Je me suis ensuite tapé une journée de bus pour me rendre sur Taupo ou Alex m'a rejoint. Je suis retournée chez Terence, mon couchsurfeur d'octobre, qui m'a a nouveau accueilli chez lui.
Soyons honnete, on n'a pas fait grand chose de constructif sur Taupo. On s'est pas mal baladés, on a beaucoup mangé (alex et terence ont tous les deux vigoureusement validé ma ratatouille), on a fait trempette des pieds dans un bassin d'eau naturellement chaude au bord du lac (qui lui par contre est super méga froid. n'oubliez pas qu'ici c'est fin novembre.)
j'ai gouté pour la premiere fois une spécialité écossaise qui est tres célebre et appreciée en nouvelle zélande : the deep-fried Mars bar.
comme le nom l'indique c'est une barre chocolatée ( traditionellement Mars, mais ca marche avec n'importe lesquelles), trempée dans de la pate a beignet et frit (ca se trouve dans les fish&chips, parce que c'est la qu'on fait frire des trucs)
genre un Mars c'est pas assez sucré et gras. nope. ajoutons une couche de beignet autour.
bon évidemment c'est hyper bon, j'ai adoré.
quand a alex, il n'en avait pas mangé depuis qu'il était gamin, et apparemment se les geler au bord d'un lac, en plein vent glacial, en se goinfrant de chocolat frit, c'est la description d'un weekend typique en écosse/nord de l'angleterre. du coup j'ai eu droit aux imitations d'accents du nord, on se serait cru dans Shameless UK.

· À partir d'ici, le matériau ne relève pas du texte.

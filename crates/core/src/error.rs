//! Error types for presentation auditing.

use thiserror::Error;

/// Result type alias using our Error type.
pub type Result<T> = std::result::Result<T, Error>;

/// Errors that can occur while extracting and analyzing a presentation.
#[derive(Error, Debug)]
pub enum Error {
    /// Failed to open or read an input file.
    #[error("Failed to read file: {0}")]
    IoError(#[from] std::io::Error),

    /// Missing or invalid configuration (e.g. no API key).
    #[error("Configuration error: {0}")]
    ConfigError(String),

    /// ZIP archive error (for PPTX).
    #[error("ZIP error: {0}")]
    ZipError(String),

    /// XML parsing error (for PPTX).
    #[error("XML parsing error: {0}")]
    XmlError(String),

    /// The PPTX package is structurally invalid.
    #[error("PPTX parsing error: {0}")]
    PptxParseError(String),

    /// A slide image could not be loaded.
    #[error("Image error: {0}")]
    ImageError(String),

    /// The language-model service call failed.
    #[error("Model request failed: {0}")]
    RemoteError(String),
}
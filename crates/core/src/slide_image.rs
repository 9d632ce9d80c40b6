//! Loading of pre-rendered slide images.

use crate::error::{Error, Result};
use image::ImageReader;
use std::io::Cursor;
use std::path::{Path, PathBuf};

/// A slide image read from disk, ready to be attached to a model request.
#[derive(Debug, Clone)]
pub struct SlideImage {
    /// Where the image was read from.
    pub path: PathBuf,

    /// MIME type of the encoded data, e.g. "image/jpeg".
    pub mime_type: String,

    /// Encoded image bytes, exactly as stored on disk.
    pub data: Vec<u8>,

    pub width: u32,
    pub height: u32,
}

impl SlideImage {
    /// Read an image file and check that its header decodes.
    pub fn load(path: &Path) -> Result<Self> {
        let data = std::fs::read(path)?;
        Self::from_bytes(path, data)
    }

    /// Build a slide image from bytes already in memory.
    pub fn from_bytes(path: &Path, data: Vec<u8>) -> Result<Self> {
        let format = image::guess_format(&data).map_err(|e| {
            Error::ImageError(format!("Unrecognized image '{}': {}", path.display(), e))
        })?;

        let (width, height) = ImageReader::with_format(Cursor::new(&data), format)
            .into_dimensions()
            .map_err(|e| {
                Error::ImageError(format!("Failed to decode '{}': {}", path.display(), e))
            })?;

        log::debug!(
            "Loaded {} ({:?}, {}x{}, {} bytes)",
            path.display(),
            format,
            width,
            height,
            data.len()
        );

        Ok(Self {
            path: path.to_path_buf(),
            mime_type: format.to_mime_type().to_string(),
            data,
            width,
            height,
        })
    }
}

/// A 1x1 grayscale PNG.
#[cfg(test)]
pub(crate) const TINY_PNG: &[u8] = &[
    0x89, 0x50, 0x4E, 0x47, 0x0D, 0x0A, 0x1A, 0x0A, 0x00, 0x00, 0x00, 0x0D, 0x49, 0x48, 0x44,
    0x52, 0x00, 0x00, 0x00, 0x01, 0x00, 0x00, 0x00, 0x01, 0x08, 0x00, 0x00, 0x00, 0x00, 0x3A,
    0x7E, 0x9B, 0x55, 0x00, 0x00, 0x00, 0x0A, 0x49, 0x44, 0x41, 0x54, 0x78, 0x9C, 0x63, 0x60,
    0x00, 0x00, 0x00, 0x02, 0x00, 0x01, 0x48, 0xAF, 0xA4, 0x71, 0x00, 0x00, 0x00, 0x00, 0x49,
    0x45, 0x4E, 0x44, 0xAE, 0x42, 0x60, 0x82,
];
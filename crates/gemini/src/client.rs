//! Blocking client for the Gemini `generateContent` endpoint.

use crate::config::GeminiConfig;
use crate::wire::{
    Blob, ErrorEnvelope, GenerateContentRequest, GenerateContentResponse, RequestContent,
    RequestPart,
};
use base64::Engine;
use deck_core::{Error, LanguageModel, Result, SlideImage};
use reqwest::blocking::Client;
use reqwest::StatusCode;

const API_KEY_HEADER: &str = "x-goog-api-key";

/// Gemini model client. One HTTP request per [`LanguageModel::generate`] call.
#[derive(Debug, Clone)]
pub struct GeminiClient {
    config: GeminiConfig,
    http: Client,
}

impl GeminiClient {
    /// Create a client using the HTTP library's default timeouts.
    pub fn new(config: GeminiConfig) -> Self {
        Self {
            config,
            http: Client::new(),
        }
    }

    pub fn config(&self) -> &GeminiConfig {
        &self.config
    }

    fn endpoint(&self) -> String {
        format!(
            "{}/models/{}:generateContent",
            self.config.base_url.trim_end_matches('/'),
            self.config.model
        )
    }
}

impl LanguageModel for GeminiClient {
    fn generate(&self, prompt: &str, image: Option<&SlideImage>) -> Result<String> {
        let url = self.endpoint();
        let body = build_request(prompt, image);

        log::debug!(
            "POST {} ({} prompt chars, image: {})",
            url,
            prompt.len(),
            image.map(|i| i.path.display().to_string()).unwrap_or_else(|| "none".to_string())
        );

        let response = self
            .http
            .post(&url)
            .header(API_KEY_HEADER, &self.config.api_key)
            .json(&body)
            .send()
            .map_err(|e| Error::RemoteError(format!("Request to {} failed: {}", url, e)))?;

        let status = response.status();
        let text = response
            .text()
            .map_err(|e| Error::RemoteError(format!("Failed to read response body: {}", e)))?;

        parse_response(status, &text)
    }
}

/// Build a single-turn user request with the prompt and an optional image.
fn build_request(prompt: &str, image: Option<&SlideImage>) -> GenerateContentRequest {
    let mut parts = vec![RequestPart::Text {
        text: prompt.to_string(),
    }];

    if let Some(image) = image {
        parts.push(RequestPart::InlineData {
            inline_data: Blob {
                mime_type: image.mime_type.clone(),
                data: base64::engine::general_purpose::STANDARD.encode(&image.data),
            },
        });
    }

    GenerateContentRequest {
        contents: vec![RequestContent {
            role: "user".to_string(),
            parts,
        }],
    }
}

/// Turn an HTTP status and body into the model's text, or an error.
///
/// The text is every non-thought part of the first candidate, concatenated.
fn parse_response(status: StatusCode, body: &str) -> Result<String> {
    if !status.is_success() {
        let detail = serde_json::from_str::<ErrorEnvelope>(body)
            .ok()
            .and_then(|envelope| match (envelope.error.status, envelope.error.message) {
                (Some(code), Some(message)) => Some(format!("{}: {}", code, message)),
                (None, Some(message)) => Some(message),
                (Some(code), None) => Some(code),
                (None, None) => None,
            })
            .unwrap_or_else(|| body.trim().to_string());

        return Err(Error::RemoteError(format!("HTTP {}: {}", status, detail)));
    }

    let response: GenerateContentResponse = serde_json::from_str(body)
        .map_err(|e| Error::RemoteError(format!("Malformed response: {}", e)))?;

    let candidate = match response.candidates.into_iter().next() {
        Some(candidate) => candidate,
        None => {
            let reason = response
                .prompt_feedback
                .and_then(|f| f.block_reason)
                .unwrap_or_else(|| "no reason given".to_string());
            return Err(Error::RemoteError(format!(
                "Response contained no candidates ({})",
                reason
            )));
        }
    };

    let texts: Vec<String> = candidate
        .content
        .map(|c| c.parts)
        .unwrap_or_default()
        .into_iter()
        .filter(|part| !part.thought)
        .filter_map(|part| part.text)
        .collect();

    if texts.is_empty() {
        return Err(Error::RemoteError(format!(
            "Candidate contained no text (finish reason: {})",
            candidate.finish_reason.as_deref().unwrap_or("unknown")
        )));
    }

    Ok(texts.concat())
}
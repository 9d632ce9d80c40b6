//! Seam between the pipeline and the generative-language service.

use crate::error::Result;
use crate::slide_image::SlideImage;

/// A text-generation backend that accepts a prompt and an optional image.
///
/// Responses are free text with no guaranteed structure.
pub trait LanguageModel {
    /// Submit one request and return the model's text response.
    fn generate(&self, prompt: &str, image: Option<&SlideImage>) -> Result<String>;
}
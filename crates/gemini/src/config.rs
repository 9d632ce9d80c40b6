//! Configuration for the Gemini client.

use deck_core::{Error, Result};
use std::fmt;

/// Environment variable holding the API key.
pub const API_KEY_VAR: &str = "GEMINI_API_KEY";

/// Environment variable overriding the model name.
pub const MODEL_VAR: &str = "GEMINI_MODEL";

/// Environment variable overriding the API base URL.
pub const BASE_URL_VAR: &str = "GEMINI_BASE_URL";

pub const DEFAULT_MODEL: &str = "gemini-2.5-flash";
pub const DEFAULT_BASE_URL: &str = "https://generativelanguage.googleapis.com/v1beta";

/// Credentials and endpoint settings, built once at startup.
#[derive(Clone)]
pub struct GeminiConfig {
    pub api_key: String,
    pub model: String,
    pub base_url: String,
}

impl GeminiConfig {
    /// Create a config for `api_key` with the default model and endpoint.
    pub fn new(api_key: impl Into<String>) -> Self {
        Self {
            api_key: api_key.into(),
            model: DEFAULT_MODEL.to_string(),
            base_url: DEFAULT_BASE_URL.to_string(),
        }
    }

    pub fn with_model(mut self, model: impl Into<String>) -> Self {
        self.model = model.into();
        self
    }

    pub fn with_base_url(mut self, base_url: impl Into<String>) -> Self {
        self.base_url = base_url.into();
        self
    }

    /// Read the config from process environment.
    ///
    /// Fails with a configuration error when the API key is missing or
    /// blank, before any request is attempted.
    pub fn from_env() -> Result<Self> {
        Self::from_lookup(|key| std::env::var(key).ok())
    }

    fn from_lookup(lookup: impl Fn(&str) -> Option<String>) -> Result<Self> {
        let non_blank = |key: &str| lookup(key).filter(|v| !v.trim().is_empty());

        let api_key = non_blank(API_KEY_VAR).ok_or_else(|| {
            Error::ConfigError(format!(
                "{} is not set. Add it to the environment or a .env file.",
                API_KEY_VAR
            ))
        })?;

        let mut config = Self::new(api_key.trim());
        if let Some(model) = non_blank(MODEL_VAR) {
            config = config.with_model(model.trim());
        }
        if let Some(base_url) = non_blank(BASE_URL_VAR) {
            config = config.with_base_url(base_url.trim());
        }

        log::debug!("Using Gemini model {} at {}", config.model, config.base_url);
        Ok(config)
    }
}

impl fmt::Debug for GeminiConfig {
    fn fmt(&self, f: &mut fmt::Formatter<'_>) -> fmt::Result {
        f.debug_struct("GeminiConfig")
            .field("api_key", &"<redacted>")
            .field("model", &self.model)
            .field("base_url", &self.base_url)
            .finish()
    }
}
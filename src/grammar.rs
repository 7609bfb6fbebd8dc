use indexmap::{IndexMap, IndexSet};
use itertools::Itertools;

use crate::{Error, Result};

/// The end-of-input marker appended to every token line.
pub const END: &str = "$";

/// One right-hand side of a production: a symbol sequence, or epsilon.
#[derive(Debug, Clone, PartialEq, Eq, Hash)]
pub enum Body {
    Symbols(Vec<String>),
    Epsilon,
}

impl Body {
    pub fn symbols<S: Into<String>>(symbols: impl IntoIterator<Item = S>) -> Self {
        Self::Symbols(symbols.into_iter().map(Into::into).collect())
    }

    pub fn is_epsilon(&self) -> bool {
        matches!(self, Self::Epsilon)
    }

    pub fn as_symbols(&self) -> Option<&[String]> {
        match self {
            Self::Symbols(symbols) => Some(symbols),
            Self::Epsilon => None,
        }
    }
}

impl std::fmt::Display for Body {
    fn fmt(&self, f: &mut std::fmt::Formatter<'_>) -> std::fmt::Result {
        match self {
            Self::Symbols(symbols) => symbols.iter().join(" ").fmt(f),
            Self::Epsilon => "ε".fmt(f),
        }
    }
}

/// An immutable context-free grammar as delivered by an external
/// grammar-definition reader.
///
/// Nonterminal order is preserved; the first nonterminal is the start
/// symbol.
#[derive(Debug, Clone)]
pub struct Grammar {
    productions: IndexMap<String, Vec<Body>>,
    terminals: IndexSet<String>,
    nonterminals: IndexSet<String>,
    start: String,
}

impl Grammar {
    /// Validates and freezes a grammar. The start symbol is the first
    /// nonterminal in insertion order.
    pub fn new(
        productions: IndexMap<String, Vec<Body>>,
        terminals: IndexSet<String>,
        nonterminals: IndexSet<String>,
    ) -> Result<Self> {
        let start = nonterminals
            .first()
            .ok_or_else(|| Error::Grammar("grammar has no nonterminals".into()))?
            .clone();

        if let Some(symbol) = terminals.intersection(&nonterminals).next() {
            return Err(Error::Grammar(format!(
                "symbol {symbol:?} is declared both terminal and nonterminal"
            )));
        }

        for (head, bodies) in &productions {
            if !nonterminals.contains(head) {
                return Err(Error::Grammar(format!(
                    "production head {head:?} is not a declared nonterminal"
                )));
            }
            for body in bodies {
                let Some(symbols) = body.as_symbols() else {
                    continue;
                };
                if symbols.is_empty() {
                    return Err(Error::Grammar(format!(
                        "empty production body for {head:?} (use Body::Epsilon)"
                    )));
                }
                for symbol in symbols {
                    if !terminals.contains(symbol) && !nonterminals.contains(symbol) {
                        return Err(Error::Grammar(format!(
                            "production {head} -> {body} references undeclared symbol {symbol:?}"
                        )));
                    }
                }
            }
        }

        Ok(Self {
            productions,
            terminals,
            nonterminals,
            start,
        })
    }

    pub fn builder() -> GrammarBuilder {
        GrammarBuilder::default()
    }

    pub fn start(&self) -> &str {
        &self.start
    }

    pub fn productions(&self) -> impl Iterator<Item = (&str, &[Body])> {
        self.productions
            .iter()
            .map(|(head, bodies)| (head.as_str(), bodies.as_slice()))
    }

    pub fn bodies(&self, nonterminal: &str) -> &[Body] {
        self.productions
            .get(nonterminal)
            .map(Vec::as_slice)
            .unwrap_or_default()
    }

    pub fn terminals(&self) -> impl Iterator<Item = &str> {
        self.terminals.iter().map(String::as_str)
    }

    pub fn nonterminals(&self) -> impl Iterator<Item = &str> {
        self.nonterminals.iter().map(String::as_str)
    }

    pub fn is_terminal(&self, symbol: &str) -> bool {
        self.terminals.contains(symbol)
    }

    pub fn is_nonterminal(&self, symbol: &str) -> bool {
        self.nonterminals.contains(symbol)
    }

    /// True if the nonterminal derives epsilon directly.
    pub fn has_epsilon_alternative(&self, nonterminal: &str) -> bool {
        self.bodies(nonterminal).iter().any(Body::is_epsilon)
    }

    /// Recovers the head of the production whose body equals `symbols`
    /// (first match in declaration order).
    pub fn head_of_body(&self, symbols: &[String]) -> Option<&str> {
        self.productions().find_map(|(head, bodies)| {
            bodies
                .iter()
                .any(|body| body.as_symbols() == Some(symbols))
                .then_some(head)
        })
    }
}

/// Incremental construction of a [`Grammar`], in declaration order.
#[derive(Debug, Default)]
pub struct GrammarBuilder {
    productions: IndexMap<String, Vec<Body>>,
    terminals: IndexSet<String>,
    nonterminals: IndexSet<String>,
}

impl GrammarBuilder {
    pub fn nonterminal(mut self, name: &str) -> Self {
        self.nonterminals.insert(name.to_string());
        self
    }

    pub fn terminal(mut self, name: &str) -> Self {
        self.terminals.insert(name.to_string());
        self
    }

    /// Adds `head -> symbols`, splitting the body on whitespace.
    pub fn production(mut self, head: &str, body: &str) -> Self {
        self.productions
            .entry(head.to_string())
            .or_default()
            .push(Body::symbols(body.split_whitespace()));
        self
    }

    pub fn epsilon(mut self, head: &str) -> Self {
        self.productions
            .entry(head.to_string())
            .or_default()
            .push(Body::Epsilon);
        self
    }

    pub fn build(self) -> Result<Grammar> {
        Grammar::new(self.productions, self.terminals, self.nonterminals)
    }
}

le tout a été suivi de deux jours de stress un peu intenses ponctués debus annulés pour cause de raisons météorologiques, de déplacements sur auckland, de burgers qui avaient l'air bons dans la pub mais en fait nan, d'ambassades americaines peu cooperatives, de beaucoup de sushis, de milliards de coups de fil dans tous les sens, de "The Hangover III" qui n'est pas aussi drole que le premier, de crises de paniques, d'ateliers coloriage dans la galerie d'art, d'océans pacifiques, et de cones a 70cents de chez MacDo.
mais tout est bien qui finit bien, me revoila a frienz.com, mon backpackers de septembre, dans la meme chambre et dans le meme lit (ca s'invente pas !). alex a pu repartir pour wellington sans encombres avec la promesse qu'il aura son visa a temps pour rentrer aux usa, et j'ai trois jours devant moi pour faire le point et mon sac (ceci est un zeugme. just saying) avant de décoller pour la france.